● WORK TO COMPLETE
Once the line containing "const WEIGHT_PRIORITY: f64 = 0.25;" has been written out, stop; until then, restate each line of the entries below word for word from the first.

Dataset entries:
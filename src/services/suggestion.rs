use std::collections::{HashMap, HashSet};

use chrono::{DateTime, Utc};
use rand::Rng;

use crate::models::repo::{RepoCandidate, RepoNote, Suggestion};

// Component weights. They sum to 1.0; each component is scored 0-100 before
// weighting, so the total score is also 0-100.
const WEIGHT_DAYS: f64 = 0.30;
const WEIGHT_ISSUES: f64 = 0.20;
const WEIGHT_PRIORITY: f64 = 0.25;
const WEIGHT_DIFFICULTY: f64 = 0.15;
const WEIGHT_RANDOM: f64 = 0.10;

// A year without a push, or 50 open issues, maxes out that component.
const DAYS_SATURATION: f64 = 365.0;
const ISSUES_SATURATION: f64 = 50.0;

const DEFAULT_PRIORITY: i32 = 3;
const DEFAULT_DIFFICULTY: i32 = 3;

/// Pick the repository most worth a commit today, or `None` when every
/// candidate is excluded.
///
/// Blends how long a repo has sat untouched and its open issue load with the
/// user's own priority/difficulty notes, plus a small random term so the
/// nudge does not fixate on a single repository. The RNG is injected so
/// tests can seed it.
pub fn suggest<R: Rng>(
    repos: &[RepoCandidate],
    excluded: &HashSet<String>,
    notes: &HashMap<String, RepoNote>,
    now: DateTime<Utc>,
    rng: &mut R,
) -> Option<Suggestion> {
    let mut best: Option<Suggestion> = None;

    for repo in repos {
        if excluded.contains(&repo.full_name) {
            continue;
        }

        let note = notes.get(&repo.full_name);
        let priority = note.and_then(|n| n.priority).unwrap_or(DEFAULT_PRIORITY);
        let difficulty = note.and_then(|n| n.difficulty).unwrap_or(DEFAULT_DIFFICULTY);

        let days_since_push = (now - repo.pushed_at).num_days().max(0);

        let day_score = (days_since_push as f64 / DAYS_SATURATION).min(1.0) * 100.0 * WEIGHT_DAYS;
        let issue_score = (repo.open_issues_count.max(0) as f64 / ISSUES_SATURATION).min(1.0)
            * 100.0
            * WEIGHT_ISSUES;
        let priority_score = (priority as f64 / 5.0) * 100.0 * WEIGHT_PRIORITY;
        // Easier repos score higher: difficulty 1 -> 100, difficulty 5 -> 20.
        let difficulty_score = ((6 - difficulty) as f64 / 5.0) * 100.0 * WEIGHT_DIFFICULTY;
        let random_score = rng.gen::<f64>() * 100.0 * WEIGHT_RANDOM;

        let score = day_score + issue_score + priority_score + difficulty_score + random_score;

        if best.as_ref().map_or(true, |b| score > b.score) {
            best = Some(Suggestion {
                full_name: repo.full_name.clone(),
                days_since_push,
                score,
            });
        }
    }

    best
}

#[cfg(test)]
mod tests {
    use super::*;
    use chrono::Duration;
    use rand::rngs::StdRng;
    use rand::SeedableRng;

    fn candidate(full_name: &str, days_ago: i64, issues: i32, now: DateTime<Utc>) -> RepoCandidate {
        RepoCandidate {
            full_name: full_name.to_string(),
            pushed_at: now - Duration::days(days_ago),
            open_issues_count: issues,
        }
    }

    fn now() -> DateTime<Utc> {
        "2024-06-01T12:00:00Z".parse().unwrap()
    }

    #[test]
    fn test_neglected_repo_wins() {
        // "a/a" saturates both the recency and issue components; "b/b" can
        // only win through the 10-point random term, which is not enough to
        // cover the gap, so the winner is stable for any seed.
        let now = now();
        let repos = vec![
            candidate("a/a", 400, 60, now),
            candidate("b/b", 1, 0, now),
        ];
        let mut rng = StdRng::seed_from_u64(7);

        let suggestion =
            suggest(&repos, &HashSet::new(), &HashMap::new(), now, &mut rng).unwrap();
        assert_eq!(suggestion.full_name, "a/a");
        assert_eq!(suggestion.days_since_push, 400);
        assert!(suggestion.score > 70.0);
    }

    #[test]
    fn test_no_repos_yields_no_suggestion() {
        let mut rng = StdRng::seed_from_u64(0);
        assert!(suggest(&[], &HashSet::new(), &HashMap::new(), now(), &mut rng).is_none());
    }

    #[test]
    fn test_excluding_only_repo_yields_no_suggestion() {
        let now = now();
        let repos = vec![candidate("a/a", 10, 0, now)];
        let excluded: HashSet<String> = ["a/a".to_string()].into_iter().collect();
        let mut rng = StdRng::seed_from_u64(0);

        assert!(suggest(&repos, &excluded, &HashMap::new(), now, &mut rng).is_none());
    }

    #[test]
    fn test_notes_shift_the_ranking() {
        // Identical repos except for user priority: the 20-point priority
        // spread dominates the 10-point random term.
        let now = now();
        let repos = vec![
            candidate("low/prio", 30, 5, now),
            candidate("high/prio", 30, 5, now),
        ];
        let mut notes = HashMap::new();
        notes.insert(
            "low/prio".to_string(),
            RepoNote {
                priority: Some(1),
                ..Default::default()
            },
        );
        notes.insert(
            "high/prio".to_string(),
            RepoNote {
                priority: Some(5),
                ..Default::default()
            },
        );
        let mut rng = StdRng::seed_from_u64(42);

        let suggestion = suggest(&repos, &HashSet::new(), &notes, now, &mut rng).unwrap();
        assert_eq!(suggestion.full_name, "high/prio");
    }

    #[test]
    fn test_future_pushed_at_clamps_to_zero_days() {
        let now = now();
        let repos = vec![candidate("c/c", -2, 0, now)];
        let mut rng = StdRng::seed_from_u64(0);

        let suggestion =
            suggest(&repos, &HashSet::new(), &HashMap::new(), now, &mut rng).unwrap();
        assert_eq!(suggestion.days_since_push, 0);
    }
}
#[cfg(test)]
mod tests {
    use super::*;
    use async_trait::async_trait;
    use chrono::NaiveDate;
    use std::sync::Mutex;
    use uuid::Uuid;

    use crate::models::contribution::ContributionDay;
    use crate::models::repo::RepoCandidate;
    use crate::models::user::PushSubscription;
    use crate::services::store::MemoryStore;

    fn reminder(time: &str, timezone: &str) -> ReminderSpec {
        ReminderSpec {
            id: Uuid::new_v4(),
            time: time.to_string(),
            enabled: true,
            timezone: timezone.to_string(),
        }
    }

    #[test]
    fn test_due_period_exact_minute_in_zone() {
        // 13:00 UTC is 09:00 in New York during DST.
        let reminders = vec![reminder("09:00", "America/New_York")];

        let matching: DateTime<Utc> = "2024-06-10T13:00:00Z".parse().unwrap();
        assert_eq!(due_period(&reminders, matching), Some(DayPeriod::Morning));

        let off_by_one: DateTime<Utc> = "2024-06-10T13:01:00Z".parse().unwrap();
        assert_eq!(due_period(&reminders, off_by_one), None);
    }

    #[test]
    fn test_due_period_classifies_by_local_hour() {
        let evening = vec![reminder("19:30", "Asia/Tokyo")];
        // 10:30 UTC is 19:30 in Tokyo.
        let now: DateTime<Utc> = "2024-06-10T10:30:00Z".parse().unwrap();
        assert_eq!(due_period(&evening, now), Some(DayPeriod::Evening));
    }

    #[test]
    fn test_due_period_ignores_disabled_and_invalid() {
        let mut disabled = reminder("12:00", "UTC");
        disabled.enabled = false;
        let invalid = reminder("12:00", "Mars/Olympus_Mons");

        let now: DateTime<Utc> = "2024-06-10T12:00:00Z".parse().unwrap();
        assert_eq!(due_period(&[disabled, invalid], now), None);
    }

    #[test]
    fn test_push_copy_mentions_streak_and_suggestion() {
        let suggestion = Suggestion {
            full_name: "octocat/spoon-knife".to_string(),
            days_since_push: 412,
            score: 80.0,
        };
        let (_, body) = push_copy(7, Some(&suggestion));
        assert!(body.contains("7-day streak"));
        assert!(body.contains("octocat/spoon-knife"));
        assert!(body.contains("412 days"));

        let (_, fresh) = push_copy(0, None);
        assert!(fresh.contains("starts one"));
    }

    // End-to-end scan tests with fake collaborators.

    struct FakeGithub {
        calendar: Vec<ContributionDay>,
        repos: Vec<RepoCandidate>,
    }

    #[async_trait]
    impl GithubApi for FakeGithub {
        async fn list_repos(&self, _token: &str) -> Result<Vec<RepoCandidate>> {
            Ok(self.repos.clone())
        }

        async fn contribution_calendar(
            &self,
            _username: &str,
            _token: &str,
        ) -> Result<Vec<ContributionDay>> {
            Ok(self.calendar.clone())
        }

        async fn events_fallback(
            &self,
            _username: &str,
            _token: &str,
        ) -> Result<Vec<ContributionDay>> {
            Ok(Vec::new())
        }
    }

    #[derive(Default)]
    struct RecordingNotifier {
        emails: Mutex<Vec<(String, i32, DayPeriod, Option<String>)>>,
        pushes: Mutex<Vec<String>>,
        push_gone: bool,
    }

    #[async_trait]
    impl Notifier for RecordingNotifier {
        async fn send_email(
            &self,
            address: &str,
            streak: i32,
            period: DayPeriod,
            suggested_repo: Option<&str>,
        ) -> Result<(), NotifyError> {
            self.emails.lock().unwrap().push((
                address.to_string(),
                streak,
                period,
                suggested_repo.map(|s| s.to_string()),
            ));
            Ok(())
        }

        async fn send_push(
            &self,
            subscription: &PushSubscription,
            _title: &str,
            body: &str,
            _url: &str,
        ) -> Result<(), NotifyError> {
            if self.push_gone {
                return Err(NotifyError::SubscriptionGone);
            }
            self.pushes
                .lock()
                .unwrap()
                .push(format!("{}: {}", subscription.endpoint, body));
            Ok(())
        }
    }

    fn test_config() -> Config {
        Config {
            github_api_base_url: "https://api.github.com".to_string(),
            frontend_url: "http://localhost:5173".to_string(),
            scan_interval_seconds: 60,
            notify_concurrency: 4,
            smtp_host: None,
            smtp_port: 587,
            smtp_username: None,
            smtp_password: None,
            smtp_from_address: None,
            smtp_from_name: "streakd".to_string(),
            smtp_use_tls: true,
            vapid_subject: None,
            vapid_public_key: None,
            vapid_private_key: None,
        }
    }

    fn day(y: i32, m: u32, d: u32, count: i32) -> ContributionDay {
        ContributionDay {
            date: NaiveDate::from_ymd_opt(y, m, d).unwrap(),
            count,
        }
    }

    async fn seed_user(
        store: &MemoryStore,
        timezone: &str,
        reminder_time: &str,
        prefs: NotificationPrefs,
    ) -> UserRecord {
        let user = UserRecord {
            id: Uuid::new_v4(),
            github_username: "octocat".to_string(),
            timezone: timezone.to_string(),
        };
        store.upsert_user(user.clone()).await.unwrap();
        store
            .put_access_token(user.id, "ghp_test".to_string())
            .await
            .unwrap();
        store
            .put_reminders(user.id, vec![reminder(reminder_time, timezone)])
            .await
            .unwrap();
        store.put_notification_prefs(user.id, prefs).await.unwrap();
        user
    }

    fn email_prefs() -> NotificationPrefs {
        NotificationPrefs {
            email_enabled: true,
            push_enabled: false,
            weekends_off: false,
            notify_when_committed: false,
            email_address: Some("octocat@example.com".to_string()),
        }
    }

    #[tokio::test]
    async fn test_scan_fires_email_on_matching_minute() {
        let store = Arc::new(MemoryStore::new());
        // Monday 2024-06-10, no commit today (06-09 was the last one).
        seed_user(&store, "America/New_York", "09:00", email_prefs()).await;

        let github = Arc::new(FakeGithub {
            calendar: vec![day(2024, 6, 8, 1), day(2024, 6, 9, 2)],
            repos: vec![RepoCandidate {
                full_name: "octocat/spoon-knife".to_string(),
                pushed_at: "2023-05-01T00:00:00Z".parse().unwrap(),
                open_issues_count: 3,
            }],
        });
        let notifier = Arc::new(RecordingNotifier::default());
        let scheduler =
            ReminderScheduler::new(store, github, notifier.clone(), &test_config());

        // 13:00 UTC == 09:00 EDT.
        scheduler
            .scan_tick("2024-06-10T13:00:00Z".parse().unwrap())
            .await
            .unwrap();

        let emails = notifier.emails.lock().unwrap();
        assert_eq!(emails.len(), 1);
        let (address, streak, period, suggested) = &emails[0];
        assert_eq!(address, "octocat@example.com");
        assert_eq!(*streak, 2);
        assert_eq!(*period, DayPeriod::Morning);
        assert_eq!(suggested.as_deref(), Some("octocat/spoon-knife"));
    }

    #[tokio::test]
    async fn test_scan_is_quiet_off_the_minute() {
        let store = Arc::new(MemoryStore::new());
        seed_user(&store, "America/New_York", "09:00", email_prefs()).await;

        let github = Arc::new(FakeGithub {
            calendar: Vec::new(),
            repos: Vec::new(),
        });
        let notifier = Arc::new(RecordingNotifier::default());
        let scheduler =
            ReminderScheduler::new(store, github, notifier.clone(), &test_config());

        scheduler
            .scan_tick("2024-06-10T13:01:00Z".parse().unwrap())
            .await
            .unwrap();

        assert!(notifier.emails.lock().unwrap().is_empty());
    }

    #[tokio::test]
    async fn test_weekend_skip() {
        let store = Arc::new(MemoryStore::new());
        let mut prefs = email_prefs();
        prefs.weekends_off = true;
        // Saturday 2024-06-08.
        seed_user(&store, "America/New_York", "09:00", prefs).await;

        let github = Arc::new(FakeGithub {
            calendar: Vec::new(),
            repos: Vec::new(),
        });
        let notifier = Arc::new(RecordingNotifier::default());
        let scheduler =
            ReminderScheduler::new(store, github, notifier.clone(), &test_config());

        scheduler
            .scan_tick("2024-06-08T13:00:00Z".parse().unwrap())
            .await
            .unwrap();

        assert!(notifier.emails.lock().unwrap().is_empty());
    }

    #[tokio::test]
    async fn test_committed_today_suppresses_unless_opted_in() {
        let store = Arc::new(MemoryStore::new());
        let user = seed_user(&store, "UTC", "12:00", email_prefs()).await;

        let github = Arc::new(FakeGithub {
            calendar: vec![day(2024, 6, 10, 5)],
            repos: Vec::new(),
        });
        let notifier = Arc::new(RecordingNotifier::default());
        let scheduler = ReminderScheduler::new(
            store.clone(),
            github,
            notifier.clone(),
            &test_config(),
        );

        let now: DateTime<Utc> = "2024-06-10T12:00:00Z".parse().unwrap();
        scheduler.scan_tick(now).await.unwrap();
        assert!(notifier.emails.lock().unwrap().is_empty());

        let mut prefs = email_prefs();
        prefs.notify_when_committed = true;
        store.put_notification_prefs(user.id, prefs).await.unwrap();

        scheduler.scan_tick(now).await.unwrap();
        assert_eq!(notifier.emails.lock().unwrap().len(), 1);
    }

    #[tokio::test]
    async fn test_stale_push_subscription_is_purged() {
        let store = Arc::new(MemoryStore::new());
        let mut prefs = email_prefs();
        prefs.email_enabled = false;
        prefs.push_enabled = true;
        let user = seed_user(&store, "UTC", "12:00", prefs).await;
        store
            .put_push_subscription(
                user.id,
                PushSubscription {
                    endpoint: "https://push.example/sub/1".to_string(),
                    p256dh: "key".to_string(),
                    auth: "auth".to_string(),
                },
            )
            .await
            .unwrap();

        let github = Arc::new(FakeGithub {
            calendar: Vec::new(),
            repos: Vec::new(),
        });
        let notifier = Arc::new(RecordingNotifier {
            push_gone: true,
            ..Default::default()
        });
        let scheduler = ReminderScheduler::new(
            store.clone(),
            github,
            notifier,
            &test_config(),
        );

        scheduler
            .scan_tick("2024-06-10T12:00:00Z".parse().unwrap())
            .await
            .unwrap();

        assert!(store.push_subscription(user.id).await.unwrap().is_none());
    }

    #[tokio::test]
    async fn test_one_failing_user_does_not_stop_the_scan() {
        let store = Arc::new(MemoryStore::new());

        // First user has a reminder due but no access token, so their
        // refresh errors; the second user must still be notified.
        let broken = UserRecord {
            id: Uuid::new_v4(),
            github_username: "broken".to_string(),
            timezone: "UTC".to_string(),
        };
        store.upsert_user(broken.clone()).await.unwrap();
        store
            .put_reminders(broken.id, vec![reminder("12:00", "UTC")])
            .await
            .unwrap();
        store
            .put_notification_prefs(broken.id, email_prefs())
            .await
            .unwrap();

        seed_user(&store, "UTC", "12:00", email_prefs()).await;

        let github = Arc::new(FakeGithub {
            calendar: Vec::new(),
            repos: Vec::new(),
        });
        let notifier = Arc::new(RecordingNotifier::default());
        let scheduler =
            ReminderScheduler::new(store, github, notifier.clone(), &test_config());

        scheduler
            .scan_tick("2024-06-10T12:00:00Z".parse().unwrap())
            .await
            .unwrap();

        assert_eq!(notifier.emails.lock().unwrap().len(), 1);
    }
}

● RESPONSE TO THE EXERCISE
filename src/services/suggestion.rs
use std::collections::{HashMap, HashSet};

use chrono::{DateTime, Utc};
use rand::Rng;

use crate::models::repo::{RepoCandidate, RepoNote, Suggestion};

// Component weights. They sum to 1.0; each component is scored 0-100 before
// weighting, so the total score is also 0-100.
const WEIGHT_DAYS: f64 = 0.30;
const WEIGHT_ISSUES: f64 = 0.20;
const WEIGHT_PRIORITY: f64 = 0.25;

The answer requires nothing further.